• **Input records**:
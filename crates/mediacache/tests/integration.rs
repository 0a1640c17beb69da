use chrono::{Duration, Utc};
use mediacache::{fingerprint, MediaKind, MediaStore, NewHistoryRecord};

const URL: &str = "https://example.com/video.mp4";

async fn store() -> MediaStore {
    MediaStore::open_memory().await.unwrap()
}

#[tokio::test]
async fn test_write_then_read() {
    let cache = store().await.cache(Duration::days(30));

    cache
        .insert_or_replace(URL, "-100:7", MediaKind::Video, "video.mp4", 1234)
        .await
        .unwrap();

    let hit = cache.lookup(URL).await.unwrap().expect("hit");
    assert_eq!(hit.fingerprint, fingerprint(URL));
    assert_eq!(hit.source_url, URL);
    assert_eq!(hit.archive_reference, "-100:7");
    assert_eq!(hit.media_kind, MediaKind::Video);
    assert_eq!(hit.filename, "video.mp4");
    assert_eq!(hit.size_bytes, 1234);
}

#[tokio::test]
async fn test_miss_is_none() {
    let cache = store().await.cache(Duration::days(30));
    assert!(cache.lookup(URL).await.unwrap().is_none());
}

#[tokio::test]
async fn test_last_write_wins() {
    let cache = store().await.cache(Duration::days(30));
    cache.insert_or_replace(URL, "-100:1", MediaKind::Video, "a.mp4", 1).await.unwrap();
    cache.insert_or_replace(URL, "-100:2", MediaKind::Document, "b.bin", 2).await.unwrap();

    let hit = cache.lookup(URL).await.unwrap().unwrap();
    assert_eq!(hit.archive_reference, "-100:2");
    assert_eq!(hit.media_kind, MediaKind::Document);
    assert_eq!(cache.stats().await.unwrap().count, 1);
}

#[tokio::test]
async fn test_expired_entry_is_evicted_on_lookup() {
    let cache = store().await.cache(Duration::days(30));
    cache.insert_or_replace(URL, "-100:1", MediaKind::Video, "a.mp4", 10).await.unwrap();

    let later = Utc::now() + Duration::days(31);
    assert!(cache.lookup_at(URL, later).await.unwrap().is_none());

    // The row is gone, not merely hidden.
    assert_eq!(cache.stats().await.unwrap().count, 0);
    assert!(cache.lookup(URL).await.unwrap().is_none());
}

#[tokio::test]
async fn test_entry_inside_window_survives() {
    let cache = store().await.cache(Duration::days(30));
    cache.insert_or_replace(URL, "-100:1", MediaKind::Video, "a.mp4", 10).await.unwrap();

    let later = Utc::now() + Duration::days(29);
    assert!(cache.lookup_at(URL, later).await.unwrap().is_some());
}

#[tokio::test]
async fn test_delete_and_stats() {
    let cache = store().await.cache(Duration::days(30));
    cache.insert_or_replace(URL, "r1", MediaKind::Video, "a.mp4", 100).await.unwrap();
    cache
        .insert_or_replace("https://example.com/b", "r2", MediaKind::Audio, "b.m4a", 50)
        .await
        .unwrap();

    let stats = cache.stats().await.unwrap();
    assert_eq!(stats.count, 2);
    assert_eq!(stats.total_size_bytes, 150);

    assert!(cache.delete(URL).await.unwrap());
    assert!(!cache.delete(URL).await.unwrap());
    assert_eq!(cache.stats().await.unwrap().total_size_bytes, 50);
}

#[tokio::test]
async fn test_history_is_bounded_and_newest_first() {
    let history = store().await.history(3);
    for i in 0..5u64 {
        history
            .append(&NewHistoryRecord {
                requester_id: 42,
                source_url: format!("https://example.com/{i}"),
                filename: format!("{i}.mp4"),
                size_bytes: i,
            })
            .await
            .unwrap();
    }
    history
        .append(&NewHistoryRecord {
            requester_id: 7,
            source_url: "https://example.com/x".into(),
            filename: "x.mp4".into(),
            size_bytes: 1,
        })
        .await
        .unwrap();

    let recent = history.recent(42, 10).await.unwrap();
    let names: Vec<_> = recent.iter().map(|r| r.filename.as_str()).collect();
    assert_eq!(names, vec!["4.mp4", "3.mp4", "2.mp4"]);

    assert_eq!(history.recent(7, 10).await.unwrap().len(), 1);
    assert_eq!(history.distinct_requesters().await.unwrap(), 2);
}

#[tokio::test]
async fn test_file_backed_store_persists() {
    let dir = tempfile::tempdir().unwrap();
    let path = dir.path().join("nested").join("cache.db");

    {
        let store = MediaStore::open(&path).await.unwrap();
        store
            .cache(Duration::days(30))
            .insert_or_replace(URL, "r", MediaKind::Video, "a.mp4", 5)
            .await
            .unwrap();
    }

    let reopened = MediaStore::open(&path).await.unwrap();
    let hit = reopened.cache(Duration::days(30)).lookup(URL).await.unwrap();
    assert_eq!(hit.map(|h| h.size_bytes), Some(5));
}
* * *
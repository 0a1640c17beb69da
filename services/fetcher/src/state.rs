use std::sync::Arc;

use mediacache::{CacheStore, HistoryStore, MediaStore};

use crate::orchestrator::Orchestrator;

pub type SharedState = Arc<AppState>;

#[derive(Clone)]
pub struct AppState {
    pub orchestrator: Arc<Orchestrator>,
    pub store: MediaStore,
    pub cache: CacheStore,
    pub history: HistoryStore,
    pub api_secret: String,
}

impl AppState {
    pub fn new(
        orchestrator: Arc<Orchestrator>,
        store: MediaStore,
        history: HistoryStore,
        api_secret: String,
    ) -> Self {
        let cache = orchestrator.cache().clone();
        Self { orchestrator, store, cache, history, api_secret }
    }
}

• **Exercise goal**:
What you give back must be the stretch above, starting at the line with "filename crates/mediacache/tests/integration.rs" and ending at the line with "async fn test_write_then_read()", copied exactly.

• **Solved problem**:
filename crates/mediacache/tests/integration.rs
repository 0a1640c17beb69da
use chrono::{Duration, Utc};
use mediacache::{fingerprint, MediaKind, MediaStore, NewHistoryRecord};

const URL: &str = "https://example.com/video.mp4";

async fn store() -> MediaStore {
    MediaStore::open_memory().await.unwrap()
}

#[tokio::test]
async fn test_write_then_read() {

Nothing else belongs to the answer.